Altaylı, cezaevindeki ilk gününde karşılaştığı fiziksel koşulları da aktardı. Verilen odanın oldukça pis olduğunu ve kantinden temizlik malzemesi aldığını belirtti:

“Kuş pislikleri falan yıkamadan temizlenecek gibi değildi. Ama yıkayacak su yok, su olsa gider yok. Kara kara düşünürken dış koridordan bir anda su sesi geldi. Kapının altından içeri sular doldu. Odanın tabanı kendi kendine yıkandı. Ben de ‘çekpas’la suları dışarı attım, sonra hoş kokulu deterjanla silip mis gibi yaptım. Oda şu an mis gibi.”

“İran-İsrail ateşkesi su molası gibi, Trump devrede”

Gündeme dair de değerlendirmelerde bulunan Altaylı, İran-İsrail arasındaki geçici ateşkesin kalıcı olmayacağını savundu:

“İsrail'e nefes aldırmak için Trump’ın tezgâhı. İran’ın beklenenden güçlü tepkisine rağmen İsrail’i hala vuruyor olması, yorulan İsrail için futboldaki su molası gibi oldu. Netanyahu ve Trump biraz nefeslenip yeniden vurmaya başlar.”

“Enflasyon durdurulamıyor ama adalet yürüyüşleri polis zoruyla durduruluyor”

Altaylı, hükümetin akaryakıt fiyatları ve enflasyon politikasını da eleştirdi:

“Petrol 110 dolardayken zam yapıldı, 60 dolara düştüğünde indirim gelmedi. Şimdi 75 dolara çıkınca hemen yansıttılar. Motorin 53 TL. Bu artış TÜİK’e rağmen tarımsal üretim ve lojistiği de katlayacak. İktidar enflasyonu durduramıyor ama adalet için yürüyen hukukçuları polisle durduruyor. Keşke polis zoru ile enflasyon da durdurulabilseydi.”
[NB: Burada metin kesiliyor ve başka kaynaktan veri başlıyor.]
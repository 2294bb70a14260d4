//! # Protocol Messages
//!
//! Message shapes exchanged over the three channel pairs: caller ↔ memoizer,
//! memoizer ↔ classifier (both carry [`Request`]/[`Response`]) and
//! memoizer ↔ cache ([`CacheRequest`]/[`CacheResponse`]).

use serde::{Deserialize, Serialize};

use crate::error::{MemErr, MemErrCause};
use crate::key::CacheKey;

/// A unit of work submitted by the caller
#[derive(Debug, Clone, PartialEq, Eq, Serialize, Deserialize)]
pub struct Request {
    /// Unique among the requests in flight on one channel pair
    pub id: i64,
    /// Opaque bytes, e.g. an image
    pub payload: Vec<u8>,
}

impl Request {
    pub fn new(id: i64, payload: impl Into<Vec<u8>>) -> Self {
        Self {
            id,
            payload: payload.into(),
        }
    }
}

/// Result of a [`Request`]; exactly one is produced per request
#[derive(Debug, Clone)]
pub struct Response {
    pub value: i64,
    pub id: i64,
    pub error: Option<MemErr>,
}

impl Response {
    pub fn success(id: i64, value: i64) -> Self {
        Self {
            value,
            id,
            error: None,
        }
    }

    /// Failed response. The value carries no meaning.
    pub fn failure(id: i64, error: MemErr) -> Self {
        Self {
            value: 0,
            id,
            error: Some(error),
        }
    }

    pub fn is_success(&self) -> bool {
        self.error.is_none()
    }

    /// `MemErrCause::None` when the response carries no error
    pub fn cause(&self) -> MemErrCause {
        self.error
            .as_ref()
            .map_or(MemErrCause::None, MemErr::cause)
    }
}

/// Lookup (`write == false`) or fire-and-forget store (`write == true`)
#[derive(Debug, Clone, Copy, PartialEq, Eq, Serialize, Deserialize)]
pub struct CacheRequest {
    pub write: bool,
    pub key: u64,
    pub value: i64,
    pub id: i64,
}

impl CacheRequest {
    pub fn lookup(key: CacheKey, id: i64) -> Self {
        Self {
            write: false,
            key: key.value(),
            value: 0,
            id,
        }
    }

    pub fn store(key: CacheKey, value: i64, id: i64) -> Self {
        Self {
            write: true,
            key: key.value(),
            value,
            id,
        }
    }
}

/// Reply to a lookup; writes never get one
#[derive(Debug, Clone, Copy, PartialEq, Eq, Serialize, Deserialize)]
pub struct CacheResponse {
    pub exists: bool,
    pub value: i64,
    pub id: i64,
}

impl CacheResponse {
    pub fn hit(id: i64, value: i64) -> Self {
        Self {
            exists: true,
            value,
            id,
        }
    }

    pub fn miss(id: i64) -> Self {
        Self {
            exists: false,
            value: 0,
            id,
        }
    }

    /// A reply only counts as a hit for the request that asked for it
    pub fn is_hit_for(&self, request_id: i64) -> bool {
        self.exists && self.id == request_id
    }
}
“Burada yalnızlık dışında tek sorun yok”

Altaylı, cezaevi içindeki sosyal izolasyona da dikkat çekti:

“Ortak alan yok, kimse kimseyi görmüyor. En fazla görüşe ya da avukat görüşüne giderken uzaktan selamlaşıyoruz. Şu ana kadar bazı belediye başkanları ve bürokratlarla karşılaştım. Dün, en kıdemli isim Ahmet Özer ile yan yana avukat odalarındaydık. Bağıra bağıra sesini duyurmaya çalışarak tavsiyelerde bulundu. İBB Meclisi burada toplansa, başkanlığa o geçer.”

“Tuzu kuru olan kenarda durmasın, gün gelir tuzu da ıslanır”
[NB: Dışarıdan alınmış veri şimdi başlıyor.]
//! # Error Taxonomy
//!
//! [`MemErr`] is the per-request error carried in the `error` field of a
//! [`Response`](crate::messages::Response). Its [`MemErrCause`] is a closed set:
//! every reason a request can fail maps to exactly one cause.
//!
//! [`MemoizerError`] covers everything outside the per-request protocol
//! (configuration, client-side channel failures, task joins).

use serde::{Deserialize, Serialize};
use std::error::Error as StdError;
use std::fmt;
use std::sync::Arc;
use thiserror::Error;

use crate::config::ConfigurationError;

/// Opaque upstream error carried by a [`MemErrCause::ServiceError`]
pub type WrappedError = Arc<dyn StdError + Send + Sync + 'static>;

/// Why a request could not be satisfied
#[derive(Debug, Clone, Copy, PartialEq, Eq, Hash, Serialize, Deserialize)]
#[serde(rename_all = "snake_case")]
pub enum MemErrCause {
    /// Sentinel, no failure
    None,
    /// An upstream service reported a failure
    ServiceError,
    /// An upstream service's response path is permanently unavailable
    ServiceCrash,
    /// An upstream service answered with the wrong identifier
    ServiceCorrupt,
    /// Reserved for caller input validation
    BadArgument,
}

impl fmt::Display for MemErrCause {
    fn fmt(&self, f: &mut fmt::Formatter<'_>) -> fmt::Result {
        let name = match self {
            MemErrCause::None => "None",
            MemErrCause::ServiceError => "ServiceError",
            MemErrCause::ServiceCrash => "ServiceCrash",
            MemErrCause::ServiceCorrupt => "ServiceCorrupt",
            MemErrCause::BadArgument => "BadArgument",
        };
        f.write_str(name)
    }
}

/// Error returned to the caller for a request that could not be satisfied
#[derive(Clone)]
pub struct MemErr {
    cause: MemErrCause,
    description: String,
    /// Only populated for `ServiceError`
    wrapped: Option<WrappedError>,
}

impl MemErr {
    pub fn new(
        cause: MemErrCause,
        description: impl Into<String>,
        wrapped: Option<WrappedError>,
    ) -> Self {
        Self {
            cause,
            description: description.into(),
            wrapped,
        }
    }

    pub fn service_error(description: impl Into<String>, wrapped: WrappedError) -> Self {
        Self::new(MemErrCause::ServiceError, description, Some(wrapped))
    }

    pub fn service_crash(description: impl Into<String>) -> Self {
        Self::new(MemErrCause::ServiceCrash, description, None)
    }

    pub fn service_corrupt(description: impl Into<String>) -> Self {
        Self::new(MemErrCause::ServiceCorrupt, description, None)
    }

    pub fn bad_argument(description: impl Into<String>) -> Self {
        Self::new(MemErrCause::BadArgument, description, None)
    }

    pub fn cause(&self) -> MemErrCause {
        self.cause
    }

    pub fn description(&self) -> &str {
        &self.description
    }

    pub fn wrapped(&self) -> Option<&WrappedError> {
        self.wrapped.as_ref()
    }

    /// Extract the cause from an opaque error value.
    ///
    /// # Panics
    ///
    /// Panics if `err` is not a [`MemErr`]. Every error that crosses the
    /// memoizer boundary is a `MemErr`, so anything else is a programming error.
    /// Use [`MemErr::try_cause_of`] when the error origin is unknown.
    pub fn cause_of(err: &(dyn StdError + 'static)) -> MemErrCause {
        match Self::try_cause_of(err) {
            Some(cause) => cause,
            None => panic!("error is not a MemErr: {err}"),
        }
    }

    /// Extract the cause from an opaque error value, if it is a [`MemErr`]
    pub fn try_cause_of(err: &(dyn StdError + 'static)) -> Option<MemErrCause> {
        err.downcast_ref::<MemErr>().map(MemErr::cause)
    }
}

impl fmt::Display for MemErr {
    fn fmt(&self, f: &mut fmt::Formatter<'_>) -> fmt::Result {
        let desc = &self.description;
        match self.cause {
            MemErrCause::None => write!(f, "No error to report ({desc})"),
            MemErrCause::ServiceError => match &self.wrapped {
                Some(inner) => write!(f, "Upstream service had an error ({desc}): {inner}"),
                None => write!(f, "Upstream service had an error ({desc})"),
            },
            MemErrCause::ServiceCrash => write!(f, "Upstream service failed ({desc})"),
            MemErrCause::ServiceCorrupt => {
                write!(f, "Upstream service returned bad results ({desc})")
            }
            MemErrCause::BadArgument => write!(f, "Bad client request ({desc})"),
        }
    }
}

impl fmt::Debug for MemErr {
    fn fmt(&self, f: &mut fmt::Formatter<'_>) -> fmt::Result {
        f.debug_struct("MemErr")
            .field("cause", &self.cause)
            .field("description", &self.description)
            .field("wrapped", &self.wrapped.as_ref().map(|e| e.to_string()))
            .finish()
    }
}

impl StdError for MemErr {
    fn source(&self) -> Option<&(dyn StdError + 'static)> {
        self.wrapped
            .as_ref()
            .map(|e| &**e as &(dyn StdError + 'static))
    }
}

/// Crate-level errors outside the per-request protocol
#[derive(Debug, Error)]
pub enum MemoizerError {
    #[error("Configuration error: {0}")]
    Configuration(#[from] ConfigurationError),

    /// The other end of a channel pair went away while it was still in use
    #[error("{service} disconnected")]
    Disconnected { service: &'static str },

    /// A response arrived that does not belong to any outstanding request
    #[error("Unexpected response id {id} from {service}")]
    UnexpectedResponse { service: &'static str, id: i64 },

    /// Allocating `requested` more identifiers would overflow `i64`
    #[error("Request identifiers exhausted: cannot allocate {requested} after {next_id}")]
    IdsExhausted { next_id: i64, requested: usize },

    #[error("Background task failed: {0}")]
    TaskJoin(String),
}

impl From<tokio::task::JoinError> for MemoizerError {
    fn from(err: tokio::task::JoinError) -> Self {
        MemoizerError::TaskJoin(err.to_string())
    }
}

pub type MemoizerResult<T> = std::result::Result<T, MemoizerError>;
Altaylı, gençlere duyduğu güveni de mektubunun sonunda dile getirdi:

“Pırıl pırıl gençler bu ülkeye sahip çıkarken biz boş duramayız. Tuzu kuru diye kenarda duranın tuzu da gün gelir ıslanır. Bir ülkemiz, bir geleceğimiz var. İkisi de çok değerli ve bedeli yüksek.”
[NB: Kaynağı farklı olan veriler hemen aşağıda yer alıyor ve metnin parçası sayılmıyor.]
//! # Upstream Services
//!
//! Reference implementations of the two services the memoizer consults, each
//! honoring its channel contract.

pub mod cache;
pub mod classifier;

pub use cache::{run_cache_service, spawn_cache_service, CacheStore};
pub use classifier::{
    run_classifier_service, spawn_classifier_service, Classifier, ClassifierError,
    IntensityClassifier,
};
//! # Test Doubles
//!
//! Classifiers for exercising the pipeline in tests and benchmarks.

use async_trait::async_trait;
use parking_lot::Mutex;
use std::sync::Arc;
use std::time::Duration;

use crate::services::{Classifier, ClassifierError};

/// Wraps a classifier and records every payload it is asked to classify.
///
/// Clones share the same call log, so a test can keep one clone and hand the
/// other to the pipeline.
#[derive(Debug, Clone)]
pub struct RecordingClassifier<C> {
    inner: C,
    calls: Arc<Mutex<Vec<Vec<u8>>>>,
    delay: Option<Duration>,
}

impl<C: Classifier> RecordingClassifier<C> {
    pub fn new(inner: C) -> Self {
        Self {
            inner,
            calls: Arc::new(Mutex::new(Vec::new())),
            delay: None,
        }
    }

    /// Sleep for `delay` before every classification
    pub fn with_delay(mut self, delay: Duration) -> Self {
        self.delay = Some(delay);
        self
    }

    pub fn call_count(&self) -> usize {
        self.calls.lock().len()
    }

    pub fn calls(&self) -> Vec<Vec<u8>> {
        self.calls.lock().clone()
    }

    /// How many times `payload` was classified
    pub fn calls_for(&self, payload: &[u8]) -> usize {
        self.calls
            .lock()
            .iter()
            .filter(|seen| seen.as_slice() == payload)
            .count()
    }
}

#[async_trait]
impl<C: Classifier> Classifier for RecordingClassifier<C> {
    async fn classify(&self, payload: &[u8]) -> Result<i64, ClassifierError> {
        self.calls.lock().push(payload.to_vec());
        if let Some(delay) = self.delay {
            tokio::time::sleep(delay).await;
        }
        self.inner.classify(payload).await
    }

    fn name(&self) -> &'static str {
        "recording"
    }
}

/// Answers every payload with the same result
#[derive(Debug, Clone)]
pub struct FixedClassifier {
    result: Result<i64, ClassifierError>,
}

impl FixedClassifier {
    pub fn value(value: i64) -> Self {
        Self { result: Ok(value) }
    }

    pub fn failing(error: ClassifierError) -> Self {
        Self { result: Err(error) }
    }
}

#[async_trait]
impl Classifier for FixedClassifier {
    async fn classify(&self, _payload: &[u8]) -> Result<i64, ClassifierError> {
        self.result.clone()
    }

    fn name(&self) -> &'static str {
        "fixed"
    }
}
//! # Cache Service
//!
//! In-memory lookaside store behind a channel pair. Lookups get exactly one
//! [`CacheResponse`]; writes are applied and never answered. Entries are never
//! evicted.
//!
//! The store is a [`CacheStore`] handle that can be cloned and inspected while
//! the service is running.

use dashmap::DashMap;
use std::sync::Arc;
use tokio::task::JoinHandle;
use tracing::{debug, info, warn};

use crate::channel::ServiceEndpoint;
use crate::key::CacheKey;
use crate::messages::{CacheRequest, CacheResponse};

/// Shared key/value storage of the cache service
#[derive(Debug, Clone, Default)]
pub struct CacheStore {
    entries: Arc<DashMap<u64, i64>>,
}

impl CacheStore {
    pub fn new() -> Self {
        Self::default()
    }

    pub fn get(&self, key: CacheKey) -> Option<i64> {
        self.entries.get(&key.value()).map(|entry| *entry)
    }

    pub fn insert(&self, key: CacheKey, value: i64) {
        self.entries.insert(key.value(), value);
    }

    pub fn contains(&self, key: CacheKey) -> bool {
        self.entries.contains_key(&key.value())
    }

    pub fn len(&self) -> usize {
        self.entries.len()
    }

    pub fn is_empty(&self) -> bool {
        self.entries.is_empty()
    }

    /// Apply one request; lookups produce a reply, writes do not
    pub fn handle(&self, request: CacheRequest) -> Option<CacheResponse> {
        let key = CacheKey::from(request.key);

        if request.write {
            self.insert(key, request.value);
            debug!(key = %key, value = request.value, "Cache SET");
            return None;
        }

        let reply = match self.get(key) {
            Some(value) => {
                debug!(key = %key, "Cache HIT");
                CacheResponse::hit(request.id, value)
            }
            None => {
                debug!(key = %key, "Cache MISS");
                CacheResponse::miss(request.id)
            }
        };
        Some(reply)
    }
}

/// Spawn the cache service loop on the current tokio runtime
pub fn spawn_cache_service(
    store: CacheStore,
    endpoint: ServiceEndpoint<CacheRequest, CacheResponse>,
) -> JoinHandle<()> {
    tokio::spawn(run_cache_service(store, endpoint))
}

/// Serve cache requests until the request stream ends
pub async fn run_cache_service(
    store: CacheStore,
    mut endpoint: ServiceEndpoint<CacheRequest, CacheResponse>,
) {
    info!(entries = store.len(), "🚀 Cache service started");

    while let Some(request) = endpoint.next_request().await {
        let Some(reply) = store.handle(request) else {
            continue;
        };
        if endpoint.respond(reply).await.is_err() {
            warn!("Cache client stopped reading responses");
            break;
        }
    }

    info!(entries = store.len(), "🛑 Cache service stopped");
}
Cübbeli Ahmet’e yanıt: “Saat isteyip alamayınca mı kızdı?”

Altaylı, hakkında dikkat çeken bir paylaşım yapan Cübbeli Ahmet’e de yanıt verdi. Cübbeli, Altaylı’nın da dahil olduğu bazı isimlerin “camilerine işeyip sonra bela bulduğunu” iddia etmişti.

Altaylı, Cübbeli’ye yanıtını Medyascope’tan Ruşen Çakır aracılığıyla verdi:

“Duymadım ama anlattılar. Cübbeli son olarak beni aradığında, kızı için çeyrek milyon dolarlık pırlanta kaplı bir saat için aracılık istemişti. Herhalde saati alamadığı için kızmıştır. Eğer nefesi dediği kadar kuvvetliyse, önce kendisine şifa versin. Ölüm korkusuyla hastane hastane geziyor. Galiba bedduası tutuyor ama duası kabul olmuyor.”